Le lendemain matin nous sommes tous un peu fatigués, pour ne pas dire « sur les rotules ». Nous discutons du parcours avec les guides. Nous nous mettons d’accord pour faire une petite marche le matin, en direction du glacier qui s’étend au pied du Deo Tibba puis nous redescendrons l’après-midi pour rejoindre le 4ème et dernier campement. Nous serons alors à environ 2 600 m.
La petite marche du matin est très agréable. Une fois encore il nous faut traverser un petit cours d’eau. Nous passons près d’un arbre dont l’écorce servait jadis de support pour écrire et conserver les textes sacrés. J’ai déjà vu effectivement des manuscrits anciens jaïns écrits sur ce type de support. Nous rencontrons de nouveau le troupeau de moutons, celui-là même parmi lequel nous nous étions permis de faire un prélèvement. L’herbe n’est pas haute à la saison, c’est pourquoi les troupeaux parcourent de longues distances. Le versant qui se trouve en face de nous est encore enneigé du fait de son exposition. Suresh nous indique l’endroit où il s’était retrouvé un jour nez à nez avec un ours. Il avait demandé aux touristes qu’il accompagnait de se mettre derrière lui et il avait fait face calmement. L’ours a fini par partir (une devinette en passant : un seul animal attaque sans raison. Savez-vous lequel ? Réponse : l’Homme). Il n’empêche que nous aurions bien aimé voir un ours, enfin de loin … Suresh a pris ses jumelles mais il n’a rien vu. L’ours dort dans la journée et il vit de toute façon à l’écart des hommes.
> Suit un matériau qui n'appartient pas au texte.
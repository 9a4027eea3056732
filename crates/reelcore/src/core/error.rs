use thiserror::Error;

use crate::core::validation::ValidationError;
use crate::download::error::DownloadError;

/// Centralized error types for the application
///
/// Resolver, scraper and server code all return this enum. The HTTP layer
/// does not distinguish between variants; it only uses [`AppError::category`]
/// for log lines.
///
/// # Example
///
/// ```no_run
/// use reelcore::core::error::AppError;
///
/// fn handle_error(err: AppError) {
///     eprintln!("Error [{}]: {}", err.category(), err);
/// }
/// ```
#[derive(Error, Debug)]
pub enum AppError {
    /// snapsave resolution errors
    #[error("Download error: {0}")]
    Download(#[from] DownloadError),

    /// No usable metadata from any scraping tier
    #[error("Metadata error: {0}")]
    Metadata(String),

    /// HTTP/Fetch errors
    #[error("HTTP error: {0}")]
    Http(#[from] reqwest::Error),

    /// HTTP status code errors
    #[error("HTTP request failed with status: {0}")]
    HttpStatus(reqwest::StatusCode),

    /// JSON (de)serialization errors
    #[error("JSON error: {0}")]
    Json(#[from] serde_json::Error),

    /// IO errors
    #[error("IO error: {0}")]
    Io(#[from] std::io::Error),

    /// URL parsing errors
    #[error("URL parsing error: {0}")]
    Url(#[from] url::ParseError),

    /// Validation errors
    #[error("Validation error: {0}")]
    Validation(String),
}

impl AppError {
    /// Short label for log lines.
    pub fn category(&self) -> &'static str {
        match self {
            AppError::Download(e) => e.subcategory(),
            AppError::Metadata(_) => "metadata",
            AppError::Http(e) if e.is_timeout() => "timeout",
            AppError::Http(_) => "http",
            AppError::HttpStatus(_) => "http_status",
            AppError::Json(_) => "json",
            AppError::Io(_) => "io",
            AppError::Url(_) => "url",
            AppError::Validation(_) => "validation",
        }
    }
}

impl From<ValidationError> for AppError {
    fn from(err: ValidationError) -> Self {
        AppError::Validation(err.to_string())
    }
}

/// Type alias for Result with AppError
pub type AppResult<T> = Result<T, AppError>;

#[cfg(test)]
mod tests {
    use super::*;

    #[test]
    fn test_download_error_category() {
        let err = AppError::from(DownloadError::Decode("bad payload".into()));
        assert_eq!(err.category(), "decode");
        assert_eq!(err.to_string(), "Download error: bad payload");
    }

    #[test]
    fn test_validation_error_conversion() {
        let err = AppError::from(ValidationError::UnsupportedHost("example.com".into()));
        assert!(matches!(err, AppError::Validation(_)));
        assert_eq!(err.category(), "validation");
    }

    #[test]
    fn test_metadata_error_display() {
        let err = AppError::Metadata("no usable tier".into());
        assert_eq!(err.to_string(), "Metadata error: no usable tier");
    }
}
Comme prévu, nous sommes revenus sur nos pas assez rapidement et nous avons entamé la descente. Les mollets et les genoux ont été mis à rude épreuve une fois encore. En fin de parcours nous avons marché dans la forêt en enjambant les racines des arbres et les rochers. C’est aussi l’intérêt d’un tel trek, les terrains sont variés et il faut savoir s’adapter. Puis nous avons atteint notre dernier campement assez tôt dans l’après-midi. Nous étions alors à 2 600 m au lieu-dit Uchai Vîhai. Nous avons eu un peu de pluie en soirée et dans la nuit.
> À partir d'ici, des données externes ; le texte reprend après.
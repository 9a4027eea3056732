//! HTTP API server.
//!
//! Serves snapsave resolution and reel metadata as JSON on PORT (default 5000).
//! Every route is a GET; `url` is the only query parameter.

use axum::{
    extract::{Query, State},
    http::StatusCode,
    response::{IntoResponse, Json, Response},
    routing::get,
    Router,
};
use serde::Deserialize;
use serde_json::json;
use std::net::SocketAddr;
use std::sync::Arc;
use std::time::Duration;
use tokio::net::TcpListener;
use tokio::time::Instant;

use crate::core::error::{AppError, AppResult};
use crate::download::{merge_info, MediaResolver, SnapsaveClient};
use crate::metadata::{InstagramScraper, MetadataProvider};

const MSG_URL_REQUIRED: &str = "URL parameter is required";
const MSG_INTERNAL: &str = "Internal Server Error";

/// Shared state for the web server.
#[derive(Clone)]
pub struct WebState {
    resolver: Arc<dyn MediaResolver>,
    metadata: Arc<dyn MetadataProvider>,
    start_time: Instant,
}

impl WebState {
    pub fn new(resolver: Arc<dyn MediaResolver>, metadata: Arc<dyn MetadataProvider>) -> Self {
        Self {
            resolver,
            metadata,
            start_time: Instant::now(),
        }
    }

    /// State backed by the real snapsave and Instagram clients.
    pub fn from_config() -> AppResult<Self> {
        let resolver = SnapsaveClient::new()?;
        let metadata = InstagramScraper::new()?;
        log::info!("Web state ready: resolver={}, metadata={}", resolver.name(), metadata.name());
        Ok(Self::new(Arc::new(resolver), Arc::new(metadata)))
    }
}

#[derive(Debug, Deserialize)]
struct UrlQuery {
    url: Option<String>,
}

impl UrlQuery {
    /// The `url` parameter, or `None` when absent or blank.
    fn target(self) -> Option<String> {
        self.url.map(|u| u.trim().to_string()).filter(|u| !u.is_empty())
    }
}

/// Router with every route registered.
pub fn build_router(state: WebState) -> Router {
    Router::new()
        .route("/", get(root_handler))
        .route("/igdl", get(igdl_handler))
        .route("/api/metadata", get(metadata_handler))
        .route("/api/info", get(info_handler))
        .route("/health", get(health_handler))
        .with_state(state)
}

/// Start the API server.
pub async fn start_web_server(port: u16, state: WebState) -> Result<(), Box<dyn std::error::Error>> {
    let addr = SocketAddr::from(([0, 0, 0, 0], port));
    let app = build_router(state);

    log::info!("Starting web server on http://{}", addr);
    log::info!("  /igdl?url=          - snapsave download links");
    log::info!("  /api/metadata?url=  - reel metadata");
    log::info!("  /api/info?url=      - metadata merged with download links");
    log::info!("  /health             - Health check");

    let listener = TcpListener::bind(&addr).await?;
    axum::serve(listener, app).await?;

    Ok(())
}

fn url_required() -> Response {
    (StatusCode::BAD_REQUEST, Json(json!({ "error": MSG_URL_REQUIRED }))).into_response()
}

fn internal_error(route: &str, url: &str, err: &AppError) -> Response {
    log::error!("{} failed for {} [{}]: {}", route, url, err.category(), err);
    (StatusCode::INTERNAL_SERVER_ERROR, Json(json!({ "error": MSG_INTERNAL }))).into_response()
}

/// GET /: liveness banner.
async fn root_handler() -> impl IntoResponse {
    Json(json!({ "status": "ok" }))
}

/// GET /igdl?url=: snapsave result as returned by the resolver.
async fn igdl_handler(State(state): State<WebState>, Query(query): Query<UrlQuery>) -> Response {
    let Some(url) = query.target() else {
        return url_required();
    };
    log::info!("/igdl request: {}", url);

    match state.resolver.resolve(&url).await {
        Ok(result) => Json(result).into_response(),
        Err(e) => internal_error("/igdl", &url, &e),
    }
}

/// GET /api/metadata?url=: scraped reel metadata.
async fn metadata_handler(State(state): State<WebState>, Query(query): Query<UrlQuery>) -> Response {
    let Some(url) = query.target() else {
        return url_required();
    };
    log::info!("/api/metadata request: {}", url);

    match state.metadata.fetch_metadata(&url).await {
        Ok(metadata) => Json(metadata).into_response(),
        Err(e) => internal_error("/api/metadata", &url, &e),
    }
}

/// GET /api/info?url=: metadata and download links in one object.
async fn info_handler(State(state): State<WebState>, Query(query): Query<UrlQuery>) -> Response {
    let Some(url) = query.target() else {
        return url_required();
    };
    log::info!("/api/info request: {}", url);

    let combined = async {
        let (metadata, download) =
            tokio::try_join!(state.metadata.fetch_metadata(&url), state.resolver.resolve(&url))?;
        merge_info(&metadata, &download)
    };

    match combined.await {
        Ok(info) => Json(info).into_response(),
        Err(e) => internal_error("/api/info", &url, &e),
    }
}

/// GET /health: uptime and version.
async fn health_handler(State(state): State<WebState>) -> impl IntoResponse {
    let uptime = state.start_time.elapsed();

    let health_status = json!({
        "status": "healthy",
        "uptime_seconds": uptime.as_secs(),
        "uptime_human": format_duration(uptime),
        "service": "reelgrab",
        "version": env!("CARGO_PKG_VERSION"),
    });

    (StatusCode::OK, Json(health_status))
}

/// Format duration as human-readable string
fn format_duration(duration: Duration) -> String {
    let total_secs = duration.as_secs();
    let days = total_secs / 86400;
    let hours = (total_secs % 86400) / 3600;
    let minutes = (total_secs % 3600) / 60;
    let seconds = total_secs % 60;

    if days > 0 {
        format!("{}d {}h {}m {}s", days, hours, minutes, seconds)
    } else if hours > 0 {
        format!("{}h {}m {}s", hours, minutes, seconds)
    } else if minutes > 0 {
        format!("{}m {}s", minutes, seconds)
    } else {
        format!("{}s", seconds)
    }
}

#[cfg(test)]
mod tests {
    use super::*;

    #[test]
    fn test_format_duration() {
        assert_eq!(format_duration(Duration::from_secs(30)), "30s");
        assert_eq!(format_duration(Duration::from_secs(90)), "1m 30s");
        assert_eq!(format_duration(Duration::from_secs(3665)), "1h 1m 5s");
        assert_eq!(format_duration(Duration::from_secs(90061)), "1d 1h 1m 1s");
    }

    #[test]
    fn test_url_query_target() {
        let q = |url: Option<&str>| UrlQuery { url: url.map(String::from) }.target();
        assert_eq!(q(None), None);
        assert_eq!(q(Some("")), None);
        assert_eq!(q(Some("   ")), None);
        assert_eq!(
            q(Some(" https://www.instagram.com/reel/abc/ ")).as_deref(),
            Some("https://www.instagram.com/reel/abc/")
        );
    }
}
Au cours du 5 ème et dernier jour notre but est de redescendre dans la vallée jusqu’à Manali. En début de parcours, nous sommes amenés à traverser un barrage encore en cours d’aménagement. L’ouvrage jure et constitue même une tâche au milieu de toute cette nature quasi immaculée. Dans cette immensité, c’est une petite concession accordée au progrès, il est vrai que l’Himachal Pradesh peut produire son électricité grâce aux nombreux cours d’eau qui dévalent les pentes et confèrent généreusement leur énergie. Il nous faudra marcher environ 6 heures. Hormis une seule montée assez abrupte, le parcours est à peu près plat jusqu’au dernier versant où nous effectuons la dernière descente. Le sentier tout au long de la première partie du parcours n’est pas du tout évident. Il courre à flanc de montagne. Les branches d’arbustes nous gênent côté droit. Côté gauche c’est le vide. Gérald prélève un peu de neige dans un petit flacon. Il veut rapporter un souvenir. Plus loin, nous rencontrons encore des moutons et des chèvres. Jacqueline et Geneviève en profitent pour prendre dans leurs bras et cajoler un chevreau. Nous apercevons un énorme vautour de l’Himalaya qui se pose au faîte d’un arbre avant de reprendre son vol majestueux.
Nous commençons à voir la ville de Manali entre les arbres et les klaxons et l’animation urbaine commencent à se faire entendre. Nous avons quand même un petit pincement au cœur alors que nous quittons la montagne. Mais nous reviendrons, c’est sûr. Tashî parlait peu mais en ce dernier jour il nous a fait une confidence. Quand il était encore enfant, il avait fait une sortie avec l’école et c’est en cette occasion qu’il s’est pris de passion pour la montagne et la nature. Il n’a plus jamais quitté ce milieu, il en a fait son métier en accompagnant des treks autour de Manali et jusqu’au Ladakh.